What you should do: Copy each line of the material beneath that holds the word "labelled".

Extracted entries:
#####

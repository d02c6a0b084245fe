//! Numeric feature matrices for clustering.
//!
//! This module holds the id-labelled matrix type shared by the clustering
//! steps, the genre one-hot encoding of movies, and column standardization.

use data_loader::{Genre, Movie};
use ndarray::{Array2, ArrayView1, Axis};
use std::collections::{BTreeSet, HashMap};

/// Below this variance a column is treated as constant
const ZERO_VARIANCE: f64 = 1e-12;

/// A dense matrix whose rows are labelled by entity id (movie or user).
///
/// Every transformation keeps the row order, so row `i` always belongs to
/// `ids()[i]`.
#[derive(Debug, Clone, PartialEq)]
pub struct FeatureMatrix {
    ids: Vec<u32>,
    data: Array2<f64>,
    positions: HashMap<u32, usize>,
}

impl FeatureMatrix {
    /// Create a matrix from row ids and data with one row per id.
    pub fn new(ids: Vec<u32>, data: Array2<f64>) -> Self {
        debug_assert_eq!(ids.len(), data.nrows(), "one id per row");
        let positions = ids.iter().enumerate().map(|(row, &id)| (id, row)).collect();
        Self {
            ids,
            data,
            positions,
        }
    }

    pub fn ids(&self) -> &[u32] {
        &self.ids
    }

    pub fn data(&self) -> &Array2<f64> {
        &self.data
    }

    pub fn nrows(&self) -> usize {
        self.data.nrows()
    }

    pub fn ncols(&self) -> usize {
        self.data.ncols()
    }

    pub fn is_empty(&self) -> bool {
        self.ids.is_empty()
    }

    /// Row index of an entity
    pub fn position(&self, id: u32) -> Option<usize> {
        self.positions.get(&id).copied()
    }

    /// Feature row of an entity
    pub fn row(&self, id: u32) -> Option<ArrayView1<'_, f64>> {
        self.position(id).map(|row| self.data.row(row))
    }

    /// Replace the data with a transformed version, keeping row identity.
    pub fn map_data<F>(self, transform: F) -> Self
    where
        F: FnOnce(&Array2<f64>) -> Array2<f64>,
    {
        let data = transform(&self.data);
        debug_assert_eq!(data.nrows(), self.ids.len(), "transform must keep rows");
        Self { data, ..self }
    }

    /// Fallible variant of [`FeatureMatrix::map_data`]
    pub fn try_map_data<F, E>(self, transform: F) -> Result<Self, E>
    where
        F: FnOnce(&Array2<f64>) -> Result<Array2<f64>, E>,
    {
        let data = transform(&self.data)?;
        debug_assert_eq!(data.nrows(), self.ids.len(), "transform must keep rows");
        Ok(Self { data, ..self })
    }
}

/// One-hot encode the genres of each movie.
///
/// Rows follow the iteration order of `movies`; columns follow
/// `Genre::VOCABULARY`. The "(no genres listed)" sentinel has no column, so
/// such movies get an all-zero row.
pub fn genre_one_hot<'a, I>(movies: I) -> FeatureMatrix
where
    I: IntoIterator<Item = &'a Movie>,
{
    let movies: Vec<&Movie> = movies.into_iter().collect();
    let mut data = Array2::<f64>::zeros((movies.len(), Genre::VOCABULARY.len()));

    for (row, movie) in movies.iter().enumerate() {
        for column in movie.genres.iter().filter_map(Genre::column) {
            data[[row, column]] = 1.0;
        }
    }

    FeatureMatrix::new(movies.iter().map(|movie| movie.id).collect(), data)
}

/// Recover the genre set from a one-hot row (nonzero columns).
pub fn decode_genres(row: ArrayView1<'_, f64>) -> BTreeSet<Genre> {
    row.iter()
        .zip(Genre::VOCABULARY.iter())
        .filter(|(value, _)| **value != 0.0)
        .map(|(_, genre)| *genre)
        .collect()
}

/// Column-wise zero-mean, unit-variance scaling.
///
/// Uses the population variance. Constant columns map to 0 instead of
/// dividing by zero.
pub fn standardize(data: &Array2<f64>) -> Array2<f64> {
    if data.nrows() == 0 {
        return data.clone();
    }

    let mut scaled = data.clone();
    for mut column in scaled.axis_iter_mut(Axis(1)) {
        let n = column.len() as f64;
        let mean = column.sum() / n;
        let variance = column.iter().map(|x| (x - mean).powi(2)).sum::<f64>() / n;

        if variance <= ZERO_VARIANCE {
            column.fill(0.0);
        } else {
            let std_dev = variance.sqrt();
            column.mapv_inplace(|x| (x - mean) / std_dev);
        }
    }
    scaled
}
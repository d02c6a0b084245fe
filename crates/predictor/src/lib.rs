//! Prediction engine for MovieLens ratings.
//!
//! This crate ties the rating store, the neighborhood finder and the rule
//! miner together: `PredictionEngine` blends their signals into one rating,
//! and `Evaluator` measures it against held-out ratings.

pub mod config;
pub mod engine;
pub mod error;
pub mod evaluation;

pub use config::{EngineConfig, MissingUserPolicy};
pub use engine::{Prediction, PredictionEngine, blend_averages, round_to_half_star};
pub use error::{PredictError, Result};
pub use evaluation::{EvaluationReport, Evaluator};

#####

Answer to this problem:
//! This module holds the id-labelled matrix type shared by the clustering
/// A dense matrix whose rows are labelled by entity id (movie or user).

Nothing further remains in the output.